Is this what I’ll come to as well, trapped in a single place through one slip, or one powerful enemy? It was a depressing thought. ‘But how can I fight without using makutu?’ Mat asked. ‘Fitzy says all magic that causes harm is makutu, but if I’m attacked, how can I defeat an enemy without harming them?’
Hoanga half-smiled. ‘Your friend is only half-right. To wield makutu is not to become makutu, Matiu Douglas. Makutu is two things—it is the tool of wreaking harm, and the ethos that empowers it. The trick is separating the two, and wielding it, without succumbing to it.’
Mat looked at him helplessly. ‘I don’t get it.’

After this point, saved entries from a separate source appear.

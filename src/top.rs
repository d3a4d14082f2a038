//! Top-process ranking.
//!
//! [`Ranker`] enumerates every visible process, samples CPU usage for all
//! of them in parallel over a measurement window, waits for the whole batch
//! (no partial results), then stable-sorts with a caller-supplied comparator
//! and truncates to the requested size.
//!
//! Records and sampling are split in two phases: enumeration yields a
//! [`Candidate`] pairing an unsampled [`TopProcess`] with an opaque
//! [`CpuSampler`]. The sampler is consumed during the fan-out phase and
//! never appears in the returned records.

use std::cmp::Ordering;
use std::sync::Arc;
use std::time::Duration;

use serde::Serialize;
use sysinfo::{Pid, ProcessRefreshKind, ProcessesToUpdate, System, Users};
use tokio::sync::Semaphore;
use tokio::task::JoinSet;
use tracing::debug;

use crate::collectors::process::cmd_line_of;
use crate::{Error, Result};

/// Default CPU measurement window.
pub const DEFAULT_WINDOW: Duration = Duration::from_secs(1);

/// Default cap on concurrently running sampling tasks.
pub const DEFAULT_MAX_CONCURRENCY: usize = 128;

/// One ranked process.
///
/// `cpu_percent` is 0 until the sampling phase has run; [`Ranker::rank`]
/// never returns a record whose sample has not completed (or, with a
/// timeout configured, been given up on).
#[derive(Debug, Clone, Serialize)]
pub struct TopProcess {
    pub user: String,
    pub pid: u32,
    pub ppid: u32,
    pub status: String,
    pub cmd_line: String,
    /// Process start time, seconds since the epoch.
    pub create_time: u64,
    pub cpu_percent: f32,
    /// Resident memory in bytes, sampled at enumeration time.
    pub rss_bytes: u64,
}

/// Comparator for the ranking order.
///
/// Must be a strict weak ordering; ties keep their enumeration order
/// (ascending pid for the system source) because the sort is stable.
pub type SortFn = fn(&TopProcess, &TopProcess) -> Ordering;

/// Rank by CPU percent, descending. No secondary tiebreak.
pub fn by_cpu(a: &TopProcess, b: &TopProcess) -> Ordering {
    b.cpu_percent
        .partial_cmp(&a.cpu_percent)
        .unwrap_or(Ordering::Equal)
}

/// Rank by resident memory, descending. No secondary tiebreak.
pub fn by_memory(a: &TopProcess, b: &TopProcess) -> Ordering {
    b.rss_bytes.cmp(&a.rss_bytes)
}

/// Blocking CPU measurement capability for a single process.
pub trait CpuSampler: Send + 'static {
    /// Measure CPU usage over `window`. Blocks for the window; any failure
    /// (the process exited mid-window, the read was denied) maps to 0.
    fn cpu_percent(&mut self, window: Duration) -> f32;
}

/// An unsampled record paired with the sampler that will fill it in.
pub struct Candidate<S> {
    pub record: TopProcess,
    pub sampler: S,
}

/// Supplies ranking candidates.
///
/// Fails only when no process listing can be obtained at all; per-process
/// field failures degrade the affected field to its zero value, and
/// processes with an empty command line are not produced.
pub trait ProcessSource {
    type Sampler: CpuSampler;

    fn candidates(&self) -> Result<Vec<Candidate<Self::Sampler>>>;
}

/// Samples one pid with its own targeted refresh pair.
pub struct PidSampler {
    pid: Pid,
}

impl CpuSampler for PidSampler {
    fn cpu_percent(&mut self, window: Duration) -> f32 {
        let mut sys = System::new();
        let pids = [self.pid];
        sys.refresh_processes(ProcessesToUpdate::Some(&pids), true);
        std::thread::sleep(window.max(sysinfo::MINIMUM_CPU_UPDATE_INTERVAL));
        sys.refresh_processes(ProcessesToUpdate::Some(&pids), true);
        sys.process(self.pid).map(|p| p.cpu_usage()).unwrap_or(0.0)
    }
}

/// The live process table.
///
/// Candidates are yielded in ascending pid order so that equal-metric ties
/// have a defined, reproducible order under the stable sort.
pub struct SystemSource;

impl ProcessSource for SystemSource {
    type Sampler = PidSampler;

    fn candidates(&self) -> Result<Vec<Candidate<PidSampler>>> {
        let mut sys = System::new();
        // The default refresh skips cmd/user; the records need both.
        sys.refresh_processes_specifics(
            ProcessesToUpdate::All,
            true,
            ProcessRefreshKind::everything(),
        );
        if sys.processes().is_empty() {
            return Err(Error::Enumeration("no processes visible".to_string()));
        }

        let users = Users::new_with_refreshed_list();
        let mut candidates: Vec<Candidate<PidSampler>> = sys
            .processes()
            .values()
            .filter(|p| !p.cmd().is_empty())
            .map(|p| Candidate {
                record: TopProcess {
                    user: p
                        .user_id()
                        .and_then(|uid| users.get_user_by_id(uid))
                        .map(|u| u.name().to_string())
                        .unwrap_or_default(),
                    pid: p.pid().as_u32(),
                    ppid: p.parent().map(|pp| pp.as_u32()).unwrap_or(0),
                    status: p.status().to_string(),
                    cmd_line: cmd_line_of(p),
                    create_time: p.start_time(),
                    cpu_percent: 0.0,
                    rss_bytes: p.memory(),
                },
                sampler: PidSampler { pid: p.pid() },
            })
            .collect();
        candidates.sort_by_key(|c| c.record.pid);
        Ok(candidates)
    }
}

/// Produces top-N process rankings.
pub struct Ranker<S = SystemSource> {
    source: S,
    window: Duration,
    max_concurrency: usize,
    sample_timeout: Option<Duration>,
}

impl Ranker<SystemSource> {
    /// Ranker over the live process table with default settings.
    pub fn new() -> Self {
        Self::with_source(SystemSource)
    }
}

impl Default for Ranker<SystemSource> {
    fn default() -> Self {
        Self::new()
    }
}

impl<S: ProcessSource> Ranker<S> {
    pub fn with_source(source: S) -> Self {
        Ranker {
            source,
            window: DEFAULT_WINDOW,
            max_concurrency: DEFAULT_MAX_CONCURRENCY,
            sample_timeout: None,
        }
    }

    /// CPU measurement window. Each ranking call blocks at least this long.
    pub fn window(mut self, window: Duration) -> Self {
        self.window = window;
        self
    }

    /// Cap on concurrently running sampling tasks.
    pub fn max_concurrency(mut self, limit: usize) -> Self {
        self.max_concurrency = limit.max(1);
        self
    }

    /// Give up on a sample after `timeout`, leaving its CPU percent at 0,
    /// instead of letting one wedged read stall the whole batch.
    pub fn sample_timeout(mut self, timeout: Duration) -> Self {
        self.sample_timeout = Some(timeout);
        self
    }

    /// Return the top `n` processes under `sort`.
    ///
    /// Launches one sampling task per process, joins them all, stable-sorts,
    /// and truncates. `n == 0` yields an empty vec; the only error is a
    /// failed enumeration.
    pub async fn rank(&self, n: usize, sort: SortFn) -> Result<Vec<TopProcess>> {
        let candidates = self.source.candidates()?;

        let semaphore = Arc::new(Semaphore::new(self.max_concurrency));
        let mut tasks = JoinSet::new();
        for (index, candidate) in candidates.into_iter().enumerate() {
            if candidate.record.cmd_line.is_empty() {
                continue;
            }
            let semaphore = Arc::clone(&semaphore);
            let window = self.window;
            let timeout = self.sample_timeout;
            tasks.spawn(async move {
                let Candidate {
                    mut record,
                    mut sampler,
                } = candidate;
                // The semaphore is never closed; an acquire failure would
                // void the concurrency cap, so make it visible if it ever
                // happens rather than swallowing it.
                let _permit = match semaphore.acquire_owned().await {
                    Ok(permit) => Some(permit),
                    Err(e) => {
                        debug!(pid = record.pid, "sampling uncapped: {e}");
                        None
                    }
                };
                let sample = tokio::task::spawn_blocking(move || sampler.cpu_percent(window));
                record.cpu_percent = match timeout {
                    Some(limit) => match tokio::time::timeout(limit, sample).await {
                        Ok(joined) => joined.unwrap_or(0.0),
                        Err(_) => {
                            debug!(pid = record.pid, "cpu sample timed out");
                            0.0
                        }
                    },
                    None => sample.await.unwrap_or(0.0),
                };
                (index, record)
            });
        }

        // Full barrier: every sample completes before sorting starts.
        let mut sampled = Vec::with_capacity(tasks.len());
        while let Some(joined) = tasks.join_next().await {
            match joined {
                Ok(pair) => sampled.push(pair),
                Err(e) => debug!("sampling task failed: {e}"),
            }
        }
        // Tasks land in completion order; restore enumeration order so the
        // stable sort keeps ties deterministic.
        sampled.sort_by_key(|(index, _)| *index);

        let mut records: Vec<TopProcess> = sampled.into_iter().map(|(_, r)| r).collect();
        records.sort_by(sort);
        records.truncate(n);
        Ok(records)
    }
}

/// Top `n` processes from the live process table with default settings.
pub async fn top_processes(n: usize, sort: SortFn) -> Result<Vec<TopProcess>> {
    Ranker::new().rank(n, sort).await
}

‘Think of a gun. It is a thing that wreaks harm. It is a form of makutu. Not magical makutu, but a scientific makutu, just as deadly. But good men wield them, and do good in using them. The problem is that we can come to enjoy our “righteous smiting” too much, poai. Then we are in peril. Some makutu is much more intensely personal than a gun. With the strongest makutu, you sense the pain you inflict as a physical sensation of pleasure, turning the act into a form of depravity.’
‘Then how can we win?’
Hoanga smiled. ‘Oh, don’t you worry about that, Matiu Douglas. Our magic still obeys certain laws, and can be thought of as speeding or slowing the work of nature, which is both destructive and constructive. We can both preserve and destroy. Think of yourself as a knight, and your spirit is your armour. The armour of the tohunga makutu is weak, as they have devoted themselves to causing harm, and their ability to resist it is poor. On the battlefield, you are the toa, armoured in light, formidable. Your foes are shadowy archers, menacing at a distance, but vulnerable. Strengthen your armour, poai, so that their arrows fail, and smite them with righteousness.’ He leant closer. ‘The warlocks like to boast that nine in ten choose their path. That is true, for it is an easy path, with swift gratifications and cheap rewards. But the truth they evade is that the true tohunga ruanuku is worth ten or twenty of them on his own.’
It was the most encouraging thing Mat had heard in months.